One of my Yoga Health Coach friends committed to creating a practice of reviewing her purchases and bills every week. After doing this for 10 weeks, she had paid off $12,000, where for years she’d been living paycheck to paycheck. This came from literally just paying attention to her spending!
The same thing happened for that Yoga Health Coach’s sister. For years, she had a victim, or scarcity, mindset. She talked about going on vacations, but always ended up coming to the same conclusion: “I can’t afford it.” But as she started to change her habits and shift her mindset, she decided she would put a vacation on her credit card, and immediately set to paying it off in weekly payments. Whatever she could find. She took a look at the ‘stuff’ she was buying, and cut out some of the purchases that didn’t align with her values or her goal of paying off the trip (check out this fun calculator to see how much you could also save). She paid off $3k in just over a month. And now, she’s no longer accepting the old belief of “I can’t afford it.” She wants to experience life.
THE DIFFERENCE BETWEEN SPENDING AND INVESTING
There’s a difference here. Spending doesn’t align with your values. Investing supports your goals and your growth. And the best investment you can make is in….
If the most successful investor in the world said so…. it’s probably accurate.
THINGS I NEVER KNEW I SHOULD INVEST IN:
- Body integrity + connection with my body
- Habit evolution
- UNDERSTANDING OF SELF.
There’s nothing tangible there. It’s not a comfy couch or necklace. There’s nothing to show off… or so it seems at first.
But the returns on investing in myself in this way have been greater than any other gift, thing, or accomplishment.
- Improved immune system = no more supplements, prescriptions, over-the-counters, or visits to the doctor
- Optimal energy levels, clarity of mind = ability to perform & succeed = ability to make more money!
- Feeling grounded, responding instead of reacting, and not taking things personally = more wealth of relationships
- Healthy routines automated in my day = more time in the day. The ability to create new habits like meal planning & prep = saved on groceries
- Acceptance of what is.

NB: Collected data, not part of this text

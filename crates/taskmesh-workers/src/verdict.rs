use std::sync::OnceLock;

use regex::Regex;

fn rejection_pattern() -> &'static Regex {
    static PATTERN: OnceLock<Regex> = OnceLock::new();
    PATTERN.get_or_init(|| Regex::new(r"(?i)\b(reject(ed)?|fail(ed|ure)?|blocked?)\b").unwrap())
}

/// Resolves a Reviewer's pass/fail verdict from its raw output. An explicit
/// `ACTION: Approve` / `ACTION: Reject` marker line is authoritative when
/// present, since the reviewer prompt asks for one. Free-form prose that
/// never states a marker falls back to a keyword scan — broad enough to
/// catch "the build failed to compile" but loose enough to mislabel text
/// like "the build does not block release" as a rejection, which the marker
/// line exists to avoid in the first place.
pub fn resolve_reviewer_verdict(output: &str) -> bool {
    for line in output.lines() {
        let trimmed = line.trim();
        let Some(rest) = trimmed.strip_prefix("ACTION:") else {
            continue;
        };
        let verdict = rest.trim().to_ascii_lowercase();
        if verdict.starts_with("approve") {
            return true;
        }
        if verdict.starts_with("reject") {
            return false;
        }
    }

    !rejection_pattern().is_match(output)
}

#[cfg(test)]
mod tests {
    use super::*;

    #[test]
    fn explicit_approve_marker_wins_even_with_the_word_reject_in_prose() {
        let output = "ACTION: Approve\n\nThis does not reject the premise, good work.";
        assert!(resolve_reviewer_verdict(output));
    }

    #[test]
    fn explicit_reject_marker_wins_even_without_keyword_prose() {
        let output = "ACTION: Reject\n\nLooks fine but misses the edge case.";
        assert!(!resolve_reviewer_verdict(output));
    }

    #[test]
    fn missing_marker_falls_back_to_keyword_scan() {
        assert!(!resolve_reviewer_verdict("The build failed to compile."));
        assert!(resolve_reviewer_verdict("Looks complete and correct."));
    }

    #[test]
    fn missing_marker_false_positive_is_a_known_limitation_of_the_fallback() {
        // "does not block" still matches \bblock\b; the marker line is what
        // the reviewer prompt actually relies on to avoid this.
        assert!(!resolve_reviewer_verdict("The build does not block release."));
    }
}
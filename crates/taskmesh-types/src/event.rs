use chrono::{DateTime, Utc};
use serde::{Deserialize, Serialize};
use serde_json::Value;

/// `{ sequence, type, taskId, at, payload }` — the canonical wire envelope
/// `sequence` is assigned by the Event Bus at publish time and is
/// the only field consumers may order by.
#[derive(Debug, Clone, Serialize, Deserialize)]
pub struct EventEnvelope {
    pub sequence: u64,
    #[serde(rename = "type")]
    pub event_type: String,
    #[serde(rename = "taskId", skip_serializing_if = "Option::is_none")]
    pub task_id: Option<String>,
    pub at: DateTime<Utc>,
    pub payload: Value,
}

impl EventEnvelope {
    pub fn new(sequence: u64, event_type: impl Into<String>, task_id: Option<String>, payload: Value) -> Self {
        Self {
            sequence,
            event_type: event_type.into(),
            task_id,
            at: Utc::now(),
            payload,
        }
    }
}

/// A type alias documenting that an envelope's `payload` is an intentionally
/// opaque blob as far as the core is concerned — UI payload shapes are out
/// of scope for this crate.
pub type EventPayload = Value;

pub const ACTION_RECEIVED: &str = "action.received";
pub const TASK_DONE: &str = "task.done";
pub const TASK_FAILED: &str = "task.failed";
pub const UI_SURFACE: &str = "ui.surface";
pub const UI_PATCH: &str = "ui.patch";

/// The canonical event-type list, collected so producers cannot
/// typo an event type that ought to exist and consumers have one place to
/// check "is this one of ours".
pub mod event_types {
    pub const TASK_SUBMITTED: &str = "task.submitted";
    pub const TASK_TRANSITION: &str = "task.transition";
    pub const TASK_DECISION: &str = "task.decision";
    pub const TASK_RETRY: &str = "task.retry";
    pub const TASK_DONE: &str = "task.done";
    pub const TASK_FAILED: &str = "task.failed";
    pub const TASK_ESCALATED: &str = "task.escalated";
    pub const TASK_INTERVENTION: &str = "task.intervention";
    pub const TASK_SNAPSHOT: &str = "task.snapshot";
    pub const ROLE_DISPATCHED: &str = "role.dispatched";
    pub const ROLE_STARTED: &str = "role.started";
    pub const ROLE_SUCCEEDED: &str = "role.succeeded";
    pub const ROLE_FAILED: &str = "role.failed";
    pub const UI_SURFACE: &str = "ui.surface";
    pub const UI_PATCH: &str = "ui.patch";
    pub const ACTION_RECEIVED: &str = "action.received";
    pub const ACTION_ACKNOWLEDGED: &str = "action.acknowledged";
    pub const ACTION_REJECTED: &str = "action.rejected";
    pub const MEMORY_BOOTSTRAP: &str = "memory.bootstrap";
    pub const MEMORY_TASKS: &str = "memory.tasks";
    pub const TELEMETRY_QUALITY: &str = "telemetry.quality";
    pub const TELEMETRY_RETRY: &str = "telemetry.retry";
    pub const TELEMETRY_CIRCUIT: &str = "telemetry.circuit";
    pub const TELEMETRY_CONSENSUS: &str = "telemetry.consensus";

    pub const ALL: &[&str] = &[
        TASK_SUBMITTED,
        TASK_TRANSITION,
        TASK_DECISION,
        TASK_RETRY,
        TASK_DONE,
        TASK_FAILED,
        TASK_ESCALATED,
        TASK_INTERVENTION,
        TASK_SNAPSHOT,
        ROLE_DISPATCHED,
        ROLE_STARTED,
        ROLE_SUCCEEDED,
        ROLE_FAILED,
        UI_SURFACE,
        UI_PATCH,
        ACTION_RECEIVED,
        ACTION_ACKNOWLEDGED,
        ACTION_REJECTED,
        MEMORY_BOOTSTRAP,
        MEMORY_TASKS,
        TELEMETRY_QUALITY,
        TELEMETRY_RETRY,
        TELEMETRY_CIRCUIT,
        TELEMETRY_CONSENSUS,
    ];
}
pub mod error;
pub mod http;
pub mod memory;

pub use error::{IngressError, IngressResult};
pub use http::{router, AppState};
pub use memory::{spawn_snapshot_sync, MemoryWriter};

Appreciation for the things I have = LESS Emotional spending = ACTUALLY SAVING MONEY
And wow, there’s something to show for it. I am a totally different friend, partner, and family member. I’m so much more present. I can offer so much more value to everyone in my life.
MY SPENDING HABITS NOW ARE AS FOLLOWS:
- Buying things that align with my values
- TRAVEL. Life experiences
- An emergency fund, so I have the money for when the hot water tank or refrigerator breaks down
- And yes, creature comforts are still there. But, going back to the values part, I take time with my partner to talk out purchases, and ensure we’re buying from a place that isn’t feeding an emotional shortcoming. We’re buying things and experiences that bring us an incredible amount of joy, and help us in reaching our goals. Recent investments include:
- A personal + business development retreat in Mexico
- Surfing lessons
- A ski trip to Utah (with free lift tickets courtesy a friend who works there!)

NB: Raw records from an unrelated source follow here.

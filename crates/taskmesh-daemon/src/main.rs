use std::net::SocketAddr;
use std::path::PathBuf;
use std::sync::Arc;

use taskmesh_core::Blackboard;
use taskmesh_coordinator::{Supervisor, TaskRegistry};
use taskmesh_observability::{init_process_logging, ProcessKind};
use taskmesh_server::{router, spawn_snapshot_sync, AppState, MemoryWriter};
use taskmesh_types::config::RuntimeConfig;

fn config_path() -> PathBuf {
    std::env::var("TASKMESH_CONFIG")
        .map(PathBuf::from)
        .unwrap_or_else(|_| PathBuf::from("./taskmesh.yaml"))
}

fn load_config(path: &std::path::Path) -> anyhow::Result<RuntimeConfig> {
    if !path.exists() {
        return Ok(RuntimeConfig::default());
    }
    let raw = std::fs::read_to_string(path)?;
    Ok(serde_yaml::from_str(&raw)?)
}

/// Repopulates the registry from disk without re-emitting `task.snapshot`
/// events for each entry — only the single `memory.bootstrap` the caller
/// emits afterward should announce the backlog to subscribers.
async fn restore_from_disk(registry: &TaskRegistry, memory: &MemoryWriter) -> anyhow::Result<()> {
    for task_id in memory.list_ids().await? {
        match memory.load(&task_id).await {
            Ok(snapshot) => registry.register(snapshot).await,
            Err(err) => tracing::warn!(task_id = %task_id, error = %err, "failed to restore task snapshot"),
        }
    }
    Ok(())
}

#[tokio::main]
async fn main() -> anyhow::Result<()> {
    let config = load_config(&config_path())?;
    config.validate()?;

    let (_guard, log_info) = init_process_logging(ProcessKind::Server, &config.logs_dir, 14)?;
    tracing::info!(logs_dir = %log_info.logs_dir, prefix = %log_info.prefix, "logging initialized");

    let events = taskmesh_core::EventBus::new(config.event_buffer_size);
    let registry = TaskRegistry::new(events.clone());
    let blackboard = Blackboard::new(events.clone());
    let memory = MemoryWriter::new(config.snapshot_dir.clone()).await?;

    restore_from_disk(&registry, &memory).await?;

    let bind_addr: SocketAddr = config.http_bind_addr.parse()?;
    let supervisor = Arc::new(Supervisor::new(config, events.clone(), registry, blackboard));
    supervisor.registry().await.bootstrap().await;

    let persistence_sync = spawn_snapshot_sync(events.clone(), memory.clone());

    let state_supervisor = supervisor.clone();
    let state = AppState {
        supervisor,
        events,
        memory,
    };
    let app = router(state);

    tracing::info!(addr = %bind_addr, "taskmesh daemon listening");
    let listener = tokio::net::TcpListener::bind(bind_addr).await?;
    axum::serve(listener, app)
        .with_graceful_shutdown(shutdown_signal(state_supervisor))
        .await?;

    persistence_sync.abort();
    Ok(())
}

/// Waits for Ctrl-C, then cancels the Supervisor's cooperative shutdown
/// token so in-flight requests stop dispatching new roles while axum drains
/// the handlers that are already running.
async fn shutdown_signal(supervisor: Arc<Supervisor>) {
    if tokio::signal::ctrl_c().await.is_err() {
        std::future::pending::<()>().await;
    }
    tracing::info!("shutdown signal received");
    supervisor.shutdown();
}
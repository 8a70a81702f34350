use thiserror::Error;

#[derive(Debug, Error)]
pub enum WorkersError {
    #[error(transparent)]
    Core(#[from] taskmesh_core::CoreError),

    #[error("consensus vote received for closed round '{round_id}'")]
    VoteAfterClose { round_id: String },

    #[error("consensus round '{round_id}' timed out with {votes_received} of {votes_required} votes")]
    ConsensusTimeout {
        round_id: String,
        votes_received: u32,
        votes_required: u32,
    },
}

pub type WorkersResult<T> = Result<T, WorkersError>;
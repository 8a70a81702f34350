pub mod consensus;
pub mod error;
pub mod prompts;
pub mod role_handler;
pub mod verdict;

pub use consensus::{ConsensusCollector, ConsensusOutcome, CONSENSUS_ROUND_DEADLINE_SECONDS};
pub use error::{WorkersError, WorkersResult};
pub use prompts::RolePrompts;
pub use role_handler::{BuilderHandler, PlannerHandler, ReviewerHandler, RoleHandler, RoleRequest};
pub use verdict::resolve_reviewer_verdict;
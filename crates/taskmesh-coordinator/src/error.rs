use thiserror::Error;

#[derive(Debug, Error)]
pub enum CoordinatorError {
    #[error(transparent)]
    Core(#[from] taskmesh_core::CoreError),

    #[error(transparent)]
    Workers(#[from] taskmesh_workers::WorkersError),

    #[error("task '{0}' not found")]
    TaskNotFound(String),

    #[error("task '{0}' has no coordinator registered")]
    CoordinatorNotFound(String),

    #[error("sub-task depth {depth} exceeds the configured cap of {max_depth}")]
    DepthCapExceeded { depth: u32, max_depth: u32 },

    #[error("cannot {action} task '{task_id}' in its current state")]
    InvalidTransition { task_id: String, action: String },

    #[error("GOAP planner found no route to a goal state for task '{0}'")]
    PlanUnreachable(String),

    #[error("supervisor is shutting down; no new tasks are accepted")]
    ShuttingDown,
}

pub type CoordinatorResult<T> = Result<T, CoordinatorError>;
use chrono::{DateTime, Utc};
use serde::{Deserialize, Serialize};
use serde_json::Value;

#[derive(Debug, Clone, Copy, PartialEq, Eq, Serialize, Deserialize)]
#[serde(rename_all = "snake_case")]
pub enum BlackboardScope {
    Task,
    Global,
}

/// `(key, value, lastWriter, at)`. Returned from
/// `getTask`/global reads as an owned copy; the live map is never handed out.
#[derive(Debug, Clone, Serialize, Deserialize)]
pub struct BlackboardEntry {
    pub scope: BlackboardScope,
    #[serde(skip_serializing_if = "Option::is_none")]
    pub task_id: Option<String>,
    pub key: String,
    pub value: Value,
    pub last_writer: String,
    pub at: DateTime<Utc>,
}
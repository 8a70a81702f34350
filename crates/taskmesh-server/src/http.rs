use std::convert::Infallible;
use std::sync::Arc;
use std::time::Duration;

use axum::extract::{Path, Query, State};
use axum::response::sse::{Event, KeepAlive, Sse};
use axum::routing::{get, post};
use axum::{Json, Router};
use futures::Stream;
use serde::{Deserialize, Serialize};
use serde_json::{json, Value};
use tokio_stream::wrappers::BroadcastStream;
use tokio_stream::StreamExt;
use tower_http::cors::{Any, CorsLayer};

use taskmesh_coordinator::Supervisor;
use taskmesh_core::EventBus;
use taskmesh_types::messages::ConsensusVote;

use crate::error::{IngressError, IngressResult};
use crate::memory::MemoryWriter;

#[derive(Clone)]
pub struct AppState {
    pub supervisor: Arc<Supervisor>,
    pub events: EventBus,
    pub memory: MemoryWriter,
}

pub fn router(state: AppState) -> Router {
    Router::new()
        .route("/healthz", get(healthz))
        .route("/tasks", get(list_tasks).post(submit_task))
        .route("/tasks/{task_id}", get(get_task))
        .route("/actions", post(post_action))
        .route("/events", get(sse_events))
        .route("/events/recent", get(recent_events))
        .layer(CorsLayer::new().allow_origin(Any).allow_methods(Any).allow_headers(Any))
        .with_state(state)
}

async fn healthz() -> &'static str {
    "ok"
}

#[derive(Debug, Deserialize)]
struct SubmitTaskRequest {
    title: String,
    description: String,
}

#[derive(Debug, Serialize)]
struct SubmitTaskResponse {
    #[serde(rename = "taskId")]
    task_id: String,
}

/// `POST submit(title, description)` — allocates a task id regardless of
/// current load and returns it; the `task.submitted` event is emitted by the
/// Coordinator itself on construction, not by this handler.
async fn submit_task(
    State(state): State<AppState>,
    Json(request): Json<SubmitTaskRequest>,
) -> IngressResult<Json<SubmitTaskResponse>> {
    if request.title.trim().is_empty() {
        return Err(IngressError::BadRequest("title must not be empty".to_string()));
    }

    let task_id = state
        .supervisor
        .submit_task(request.title, request.description)
        .await?;
    tracing::info!(task_id = %task_id, "task submitted");

    Ok(Json(SubmitTaskResponse { task_id }))
}

async fn list_tasks(State(state): State<AppState>) -> Json<Value> {
    let snapshots = state.supervisor.registry().await.list().await;
    Json(serde_json::to_value(snapshots).unwrap_or(Value::Null))
}

async fn get_task(State(state): State<AppState>, Path(task_id): Path<String>) -> IngressResult<Json<Value>> {
    let snapshot = state
        .supervisor
        .registry()
        .await
        .get(&task_id)
        .await
        .ok_or_else(|| IngressError::TaskNotFound(task_id.clone()))?;

    Ok(Json(serde_json::to_value(snapshot).unwrap_or(Value::Null)))
}

#[derive(Debug, Deserialize)]
#[serde(tag = "actionId", rename_all = "snake_case")]
enum ActionRequest {
    ApproveReview { task_id: String },
    RejectReview { task_id: String, reason: String },
    RequestRework { task_id: String },
    PauseTask { task_id: String },
    ResumeTask { task_id: String },
    SetSubtaskDepth { task_id: String, max_depth: u32 },
    SubmitConsensusVote {
        round_id: String,
        voter_id: String,
        approved: bool,
        confidence: f64,
        #[serde(default)]
        feedback: Option<String>,
    },
}

/// `POST action(actionId, taskId?, payload)` — every accepted action is
/// echoed as an `action.received` event before the Supervisor acts on it, so
/// a client watching the event stream sees its own request land.
async fn post_action(
    State(state): State<AppState>,
    Json(request): Json<ActionRequest>,
) -> IngressResult<Json<Value>> {
    state
        .events
        .publish(
            taskmesh_types::event::event_types::ACTION_RECEIVED,
            action_task_id(&request),
            json!({ "action": action_label(&request) }),
        )
        .await;
    tracing::debug!(action = action_label(&request), "action accepted");

    match request {
        ActionRequest::ApproveReview { task_id } => {
            state.supervisor.approve_review(&task_id).await?;
            state.supervisor.drive(&task_id).await?;
        }
        ActionRequest::RejectReview { task_id, reason } => {
            state.supervisor.reject_review(&task_id, reason).await?;
            state.supervisor.drive(&task_id).await?;
        }
        ActionRequest::RequestRework { task_id } => {
            state.supervisor.request_rework(&task_id).await?;
            state.supervisor.drive(&task_id).await?;
        }
        ActionRequest::PauseTask { task_id } => {
            state.supervisor.pause_task(&task_id).await?;
        }
        ActionRequest::ResumeTask { task_id } => {
            state.supervisor.resume_task(&task_id).await?;
        }
        ActionRequest::SetSubtaskDepth { task_id, max_depth } => {
            state.supervisor.set_subtask_depth(&task_id, max_depth).await?;
        }
        ActionRequest::SubmitConsensusVote {
            round_id,
            voter_id,
            approved,
            confidence,
            feedback,
        } => {
            let vote = ConsensusVote::new(voter_id, approved, confidence, feedback);
            state.supervisor.record_consensus_vote(&round_id, vote).await?;
        }
    }

    Ok(Json(json!({ "accepted": true })))
}

fn action_task_id(request: &ActionRequest) -> Option<String> {
    match request {
        ActionRequest::ApproveReview { task_id }
        | ActionRequest::RejectReview { task_id, .. }
        | ActionRequest::RequestRework { task_id }
        | ActionRequest::PauseTask { task_id }
        | ActionRequest::ResumeTask { task_id }
        | ActionRequest::SetSubtaskDepth { task_id, .. } => Some(task_id.clone()),
        ActionRequest::SubmitConsensusVote { .. } => None,
    }
}

fn action_label(request: &ActionRequest) -> &'static str {
    match request {
        ActionRequest::ApproveReview { .. } => "approve_review",
        ActionRequest::RejectReview { .. } => "reject_review",
        ActionRequest::RequestRework { .. } => "request_rework",
        ActionRequest::PauseTask { .. } => "pause_task",
        ActionRequest::ResumeTask { .. } => "resume_task",
        ActionRequest::SetSubtaskDepth { .. } => "set_subtask_depth",
        ActionRequest::SubmitConsensusVote { .. } => "submit_consensus_vote",
    }
}

#[derive(Debug, Deserialize)]
struct RecentQuery {
    #[serde(default = "default_recent_count")]
    count: usize,
}

fn default_recent_count() -> usize {
    200
}

async fn recent_events(State(state): State<AppState>, Query(query): Query<RecentQuery>) -> Json<Value> {
    let capped = query.count.min(200);
    let events = state.events.recent(capped).await;
    Json(json!(events.into_iter().map(|e| e.envelope).collect::<Vec<_>>()))
}

/// `GET events` — replays the current ring buffer and then tails live
/// publications, matching the reference implementation's connect-then-tail
/// stream behavior rather than starting a subscriber blind.
async fn sse_events(State(state): State<AppState>) -> Sse<impl Stream<Item = Result<Event, Infallible>>> {
    let backlog = state.events.recent(200).await;
    let rx = state.events.subscribe();

    let replay = futures::stream::iter(backlog.into_iter().map(|sequenced| to_sse_event(&sequenced.envelope)));
    let live = BroadcastStream::new(rx).filter_map(|msg| msg.ok().map(|sequenced| to_sse_event(&sequenced.envelope)));

    Sse::new(replay.chain(live)).keep_alive(KeepAlive::new().interval(Duration::from_secs(10)))
}

fn to_sse_event(envelope: &taskmesh_types::event::EventEnvelope) -> Result<Event, Infallible> {
    Ok(Event::default()
        .event(envelope.event_type.clone())
        .json_data(envelope)
        .unwrap_or_else(|_| Event::default().data("{}")))
}

#[cfg(test)]
mod tests {
    use super::*;
    use taskmesh_core::Blackboard;
    use taskmesh_coordinator::TaskRegistry;
    use taskmesh_types::config::RuntimeConfig;
    use tower::ServiceExt;

    async fn build_state() -> AppState {
        let events = EventBus::new(200);
        let registry = TaskRegistry::new(events.clone());
        let blackboard = Blackboard::new(events.clone());
        let supervisor = Arc::new(Supervisor::new(RuntimeConfig::default(), events.clone(), registry, blackboard));
        let dir = tempfile::tempdir().unwrap();
        let memory = MemoryWriter::new(dir.path()).await.unwrap();
        AppState { supervisor, events, memory }
    }

    #[tokio::test]
    async fn healthz_returns_ok() {
        let app = router(build_state().await);
        let response = app
            .oneshot(axum::http::Request::builder().uri("/healthz").body(axum::body::Body::empty()).unwrap())
            .await
            .unwrap();
        assert_eq!(response.status(), axum::http::StatusCode::OK);
    }

    #[tokio::test]
    async fn unknown_task_returns_404() {
        let app = router(build_state().await);
        let response = app
            .oneshot(
                axum::http::Request::builder()
                    .uri("/tasks/does-not-exist")
                    .body(axum::body::Body::empty())
                    .unwrap(),
            )
            .await
            .unwrap();
        assert_eq!(response.status(), axum::http::StatusCode::NOT_FOUND);
    }
}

- A trip home to see my family
- A gym membership
So ask yourself: Am I in a victim mindset, or a responsibility mindset?

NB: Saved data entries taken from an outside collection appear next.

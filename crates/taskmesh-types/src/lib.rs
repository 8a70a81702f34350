pub mod adapter;
pub mod blackboard;
pub mod circuit;
pub mod config;
pub mod event;
pub mod goap;
pub mod messages;
pub mod task;
pub mod world_state;

pub use adapter::{AdapterConfig, SandboxKind};
pub use blackboard::{BlackboardEntry, BlackboardScope};
pub use circuit::{CircuitInfo, CircuitState};
pub use config::{ConfigError, ConsensusStrategy, RuntimeConfig};
pub use event::{
    event_types, EventEnvelope, EventPayload, ACTION_RECEIVED, TASK_DONE, TASK_FAILED,
    UI_PATCH, UI_SURFACE,
};
pub use goap::{action_catalogue, ActionName, GoapAction, GoapPlan};
pub use messages::{ConsensusVote, Role, RoleMessage};
pub use task::{Task, TaskSnapshot, TaskStatus};
pub use world_state::{WorldState, WorldStateKey};
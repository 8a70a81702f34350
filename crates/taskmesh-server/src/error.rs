use axum::http::StatusCode;
use axum::response::{IntoResponse, Response};
use serde_json::json;
use thiserror::Error;

use taskmesh_coordinator::CoordinatorError;

pub type IngressResult<T> = Result<T, IngressError>;

/// Ingress-facing error type. Every variant maps to one HTTP status so a
/// handler never has to reason about status codes itself.
#[derive(Debug, Error)]
pub enum IngressError {
    #[error("task not found: {0}")]
    TaskNotFound(String),

    #[error("invalid request: {0}")]
    BadRequest(String),

    #[error(transparent)]
    Coordinator(#[from] CoordinatorError),

    #[error("persistence error: {source}")]
    Persistence { source: std::io::Error },

    #[error("serialization error: {source}")]
    Serialization { source: serde_json::Error },
}

impl IngressError {
    fn status(&self) -> StatusCode {
        match self {
            IngressError::TaskNotFound(_) => StatusCode::NOT_FOUND,
            IngressError::BadRequest(_) => StatusCode::BAD_REQUEST,
            IngressError::Coordinator(CoordinatorError::CoordinatorNotFound(_))
            | IngressError::Coordinator(CoordinatorError::TaskNotFound(_)) => StatusCode::NOT_FOUND,
            IngressError::Coordinator(CoordinatorError::InvalidTransition { .. }) => StatusCode::CONFLICT,
            IngressError::Coordinator(CoordinatorError::ShuttingDown) => StatusCode::SERVICE_UNAVAILABLE,
            IngressError::Coordinator(_) => StatusCode::SERVICE_UNAVAILABLE,
            IngressError::Persistence { .. } => StatusCode::SERVICE_UNAVAILABLE,
            IngressError::Serialization { .. } => StatusCode::INTERNAL_SERVER_ERROR,
        }
    }
}

impl IntoResponse for IngressError {
    fn into_response(self) -> Response {
        let status = self.status();
        let body = json!({ "error": self.to_string() });
        (status, axum::Json(body)).into_response()
    }
}
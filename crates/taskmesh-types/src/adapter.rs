use std::collections::HashMap;
use std::path::PathBuf;

use serde::{Deserialize, Serialize};

#[derive(Debug, Clone, Copy, PartialEq, Eq, Serialize, Deserialize)]
#[serde(rename_all = "snake_case")]
pub enum SandboxKind {
    Host,
    Docker,
    AppleContainer,
}

/// Reified form of the adapter command-template contract
/// ("Adapter command surface"): `<binary> [<flags>] <prompt placeholder>`.
#[derive(Debug, Clone, Serialize, Deserialize)]
pub struct AdapterConfig {
    pub id: String,
    pub command: String,
    #[serde(default)]
    pub args: Vec<String>,
    #[serde(default)]
    pub env: HashMap<String, String>,
    #[serde(default)]
    pub working_dir: Option<PathBuf>,
    #[serde(default = "default_sandbox")]
    pub sandbox: SandboxKind,
    /// Fixed per-adapter prior used by the Quality Evaluator, clamped to
    /// `[0.5, 0.85]`; `0.5` for an adapter not present here.
    #[serde(default = "default_reliability_prior")]
    pub reliability_prior: f64,
}

fn default_sandbox() -> SandboxKind {
    SandboxKind::Host
}

fn default_reliability_prior() -> f64 {
    0.5
}

impl AdapterConfig {
    pub fn reliability_prior(&self) -> f64 {
        self.reliability_prior.clamp(0.5, 0.85)
    }
}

It may be time to shift your mindset in terms of money and what it’s worth. In my Happy Healthy Habits program, we do a ton of work in shifting mindsets. Let this be your first practice in engaging a solutions-oriented mindset.
One of the best ways to do this is to talk to people who are already there. Who in your life has invested in themselves? Coaching, education, mentoring, learning… what is the feedback these people have for you? You can check out some of the feedback from my clients here.
AND ONE LAST THING – WHEN YOU INVEST IN YOURSELF, MAKE SURE THERE’S A COMMUNITY ATTACHED TO IT.
There are a lot of courses out there that give you a lot of information. But information doesn’t equal transformation – and goals have an 80% higher chance of being reached when you work with others. Get into a community of like-minded individuals. Support others and be supported. The change happens so much faster. And you don’t want to miss out on those big, beautiful goals!